* **Saved entries**
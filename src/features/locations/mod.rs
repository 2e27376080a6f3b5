//! Locations and their attractions: the core content workflow.
//!
//! | Method | Endpoint | Auth | Description |
//! |--------|----------|------|-------------|
//! | POST | `/admin/location/save` | Admin | Create location with pictures and activities |
//! | POST | `/admin/location/update` | Admin | Update location |
//! | POST | `/admin/location/status/{id}` | Admin | Toggle visibility |
//! | GET | `/admin/location/all?text=` | Admin | List/search locations |
//! | GET | `/admin/location/{id}` | Admin | Composite location view |
//! | POST | `/admin/location/attraction/save` | Admin | Create attraction |
//! | POST | `/admin/location/attraction/update` | Admin | Update attraction |
//! | POST | `/admin/location/attraction/status/{id}` | Admin | Toggle visibility |
//! | GET | `/admin/location/attraction/all?text=` | Admin | Search attractions |
//! | GET | `/admin/location/attraction/{id}` | Admin | Get attraction |

pub mod dtos;
pub mod handlers;
pub mod models;
pub mod repositories;
pub mod routes;
pub mod services;

pub use repositories::{PgAttractionRepository, PgLocationRepository};
pub use services::{AttractionService, LocationService};
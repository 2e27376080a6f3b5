use std::sync::Arc;

use axum::{
    routing::{get, post},
    Router,
};

use crate::features::public_users::handlers;
use crate::features::public_users::services::PublicUserService;

/// Registration routes reachable without a token
pub fn public_routes(service: Arc<PublicUserService>) -> Router {
    Router::new()
        .route("/public/user/register", post(handlers::register))
        .route("/public/user/verify", post(handlers::verify))
        .with_state(service)
}

/// Profile routes for authenticated public users
pub fn protected_routes(service: Arc<PublicUserService>) -> Router {
    Router::new()
        .route("/public/user/details", get(handlers::get_details))
        .route("/public/user/update", post(handlers::update_details))
        .with_state(service)
}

* **Required work**
Write only the number of lines in the data where the word "crate" occurs.

* **The completed task**
2